Solar energy is a natural fit for healthcare organizations — and not just because solar reduces air pollution and makes the world a cleaner, healthier place.
For starters, did you know that healthcare facilities such as hospitals, nursing homes, urgent care clinics and medical practices are the fourth largest commercial building energy consumers in the United States?
Many common pieces of medical equipment — such as MRI machines and CT scanners — are in use constantly, consuming significant amounts of energy. And many of these businesses are open 24/7, with heating and air conditioning systems contributing to their sky-high utility bills.
Installing a commercial solar system for a healthcare business is a smart way to slash high electricity bills and get electricity delivered more cost-effectively.
There’s another way solar can improve the bottom line for healthcare businesses. Many medical facilities are at least partly owned by a physician and/or a physicians’ group. These owner-operators often have high tax bills, and solar can bring some relief via a host of solar tax incentives.
“What most people don’t realize with commercial solar is that a big driver on the return is tax incentives,” said Kyle Frazier, Director of Sales at the Austin, Texas-based Freedom Solar Power, a SunPower commercial dealer. “Almost half of the investment (in a PV solar system) is recovered by tax incentives of one kind or another…And doctors are one group of people who are always looking for tax breaks.”
The trend: healthcare industry going solar
One of Freedom Solar Power’s recent customers, Strictly Pediatrics Surgery Center in Austin, is an example of why solar is a great fit for healthcare facilities. In 2016, the center’s four-story building was outfitted with 2,500 SunPower® solar panels on the roof and the top floor of the parking garage, creating Central Texas’ largest solar system. This 812.3-kilowatt (kW) system produces enough clean energy to meet nearly 50 percent of the center’s electricity needs.
All that solar energy generation — along with the tax incentives — will help the project pay for itself in less than seven years. In fact, this system will save Strictly Pediatrics at least $2.6 million in the coming years.
Other healthcare organizations around the country are following suit to save money and achieve energy independence, including:
Technicians for Sustainability, in Tucson, Ariz., where the sun shines an average of 350 days a year, installed high-efficiency SunPower solar systems at four different locations of Radiology Ltd in 2016 and 2017. Technicians for Sustainability co-owner Danielle Fidel said radiology practices are the most power-hungry of all medical practices thanks to the technology they rely on for patient care. “Anything you can think of that draws a lot of power, they’ve got,” she said. The four solar systems at Radiology Ltd. generate about 1.1 million kilowatt hours of clean energy per year, annually offsetting the release of about 2.4 million pounds of carbon dioxide into the atmosphere. Using state and federal tax incentives, these systems will pay for themselves in three years and save the company nearly $145,000 in electricity costs annually.

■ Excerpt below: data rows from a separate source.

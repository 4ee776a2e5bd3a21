
use rand::SeedableRng;
use rand_pcg::Pcg64Mcg;
use rxg_generator::Generator;

pub fn seeded(pattern: &str, seed: u64) -> Generator<Pcg64Mcg> {
    Generator::new(pattern, Pcg64Mcg::seed_from_u64(seed)).unwrap()
}

/// Anchors a pattern for the `regex` crate, which searches by default.
pub fn anchored(pattern: &str) -> regex::Regex {
    regex::Regex::new(&format!("^(?:{})$", pattern)).unwrap()
}

/// Draws `count` strings from a freshly seeded generator.
pub fn samples(pattern: &str, seed: u64, count: usize) -> Vec<String> {
    let mut gen = seeded(pattern, seed);
    (0..count).map(|_| gen.generate()).collect()
}
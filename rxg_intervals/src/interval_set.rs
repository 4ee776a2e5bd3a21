/**
 * Stores a set of disjunct intervals, unifying them when possible.
 */

use crate::discrete::Discrete;
use crate::interval::{Interval, touching_index_range};

/// A set of elements stored as sorted intervals. Stored intervals never
/// overlap or touch, so every set has exactly one representation.
#[derive(Debug, Clone, PartialEq, Eq, Hash, Default)]
pub struct IntervalSet<T> {
    pub(crate) intervals: Vec<Interval<T>>,
}

impl <T> IntervalSet<T> {
    pub fn new() -> Self {
        IntervalSet{ intervals: Vec::new() }
    }

    pub fn is_empty(&self) -> bool {
        self.intervals.is_empty()
    }
}

impl <T> IntervalSet<T> where T : Discrete {
    /// Inserts an interval into the set, unifying every touching and
    /// overlapping entry.
    pub fn insert(&mut self, value: Interval<T>) {
        let range = touching_index_range(&self.intervals, &value, |x| x);

        if range.is_empty() {
            // Intersects or touches nothing, just insert
            self.intervals.insert(range.start, value);
        }
        else {
            // Unify into the first entry and drop the rest
            let lower = std::cmp::min(self.intervals[range.start].lower, value.lower);
            let upper = std::cmp::max(self.intervals[range.end - 1].upper, value.upper);
            self.intervals[range.start] = Interval::new(lower, upper);
            self.intervals.drain((range.start + 1)..range.end);
        }
    }

    /// Turns the set into its complement over the whole domain.
    pub fn invert(&mut self) {
        let mut result = Vec::with_capacity(self.intervals.len() + 1);
        let mut next = Some(T::MIN);
        for iv in &self.intervals {
            if let Some(lower) = next {
                if let Some(gap) = Interval::try_new(lower, T::MAX).and_then(|rest| rest.below(iv.lower)) {
                    result.push(gap);
                }
            }
            next = iv.upper.successor();
        }
        if let Some(lower) = next {
            result.push(Interval::new(lower, T::MAX));
        }
        self.intervals = result;
    }

    /// Builds a set from individual elements.
    pub fn from_elements<I : IntoIterator<Item = T>>(elements: I) -> Self {
        elements.into_iter().map(Interval::singleton).collect()
    }
}

impl <T> std::iter::FromIterator<Interval<T>> for IntervalSet<T> where T : Discrete {
    fn from_iter<I : IntoIterator<Item = Interval<T>>>(iter: I) -> Self {
        let mut result = Self::new();
        for iv in iter {
            result.insert(iv);
        }
        result
    }
}

impl <T> IntoIterator for IntervalSet<T> {
    type Item = Interval<T>;
    type IntoIter = std::vec::IntoIter<Interval<T>>;

    fn into_iter(self) -> Self::IntoIter {
        self.intervals.into_iter()
    }
}

// Tests ///////////////////////////////////////////////////////////////////////

#[cfg(test)]
mod interval_set_tests {
    use super::*;

    fn ri(lower: char, upper: char) -> Interval<char> {
        Interval::new(lower, upper)
    }

    macro_rules! ivset {
        ( $( $l:expr => $u:expr ),* ) => {
            {
                let mut set = IntervalSet::new();
                $(
                    set.insert(ri($l, $u));
                )*
                set
            }
        };
    }

    #[test]
    fn insert_disjunct_keeps_order() {
        let set = ivset!['k' => 'm', 'a' => 'b', 'e' => 'f'];
        assert_eq!(set.intervals, vec![ri('a', 'b'), ri('e', 'f'), ri('k', 'm')]);
    }

    #[test]
    fn insert_touching_unifies() {
        let set = ivset!['a' => 'b', 'c' => 'd'];
        assert_eq!(set.intervals, vec![ri('a', 'd')]);
    }

    #[test]
    fn insert_spanning_many_unifies() {
        let set = ivset!['a' => 'b', 'e' => 'f', 'j' => 'l', 't' => 'u', 'g' => 'o'];
        assert_eq!(set.intervals, vec![ri('a', 'b'), ri('e', 'o'), ri('t', 'u')]);
    }

    #[test]
    fn invert_middle() {
        let mut set = ivset!['e' => 'f'];
        set.invert();
        assert_eq!(set.intervals, vec![ri('\0', 'd'), ri('g', char::MAX)]);
    }

    #[test]
    fn invert_edges() {
        let mut set = ivset!['\0' => 'c', 'j' => char::MAX];
        set.invert();
        assert_eq!(set.intervals, vec![ri('d', 'i')]);
    }

    #[test]
    fn invert_empty_is_full() {
        let mut set = IntervalSet::<char>::new();
        set.invert();
        assert_eq!(set.intervals, vec![Interval::full()]);
    }

    #[test]
    fn invert_around_surrogates() {
        let mut set = ivset!['\u{D7FF}' => '\u{D7FF}'];
        set.invert();
        assert_eq!(set.intervals, vec![ri('\0', '\u{D7FE}'), ri('\u{E000}', char::MAX)]);
    }

    #[test]
    fn collect_from_chars() {
        let set = IntervalSet::from_elements("cabxz".chars());
        assert_eq!(set.intervals, vec![ri('a', 'c'), Interval::singleton('x'), Interval::singleton('z')]);
        assert!(!set.is_empty());
    }
}
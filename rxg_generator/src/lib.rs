/**
 * Generation of random strings matching an extended regex.
 */

extern crate rand;
extern crate rand_pcg;

mod error;
mod generator;
mod weights;

pub use error::GeneratorError;
pub use generator::Generator;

Positive Energy Solar, a SunPower commercial dealer based in New Mexico, installed a commercial solar system made up of 370 SunPower solar panels on the roof and atop a parking structure of the Southwest Bone and Joint Institute. The system meets 100 percent of the facility’s electricity needs and is expected to save more than $26,000 a year. “Couple that with federal and state tax credits and the USDA REAP grant for solar projects, which all together made our return on investment very attractive,” said Administrator Mike McMillan, in a case study you can download from SunPower’s healthcare webpage.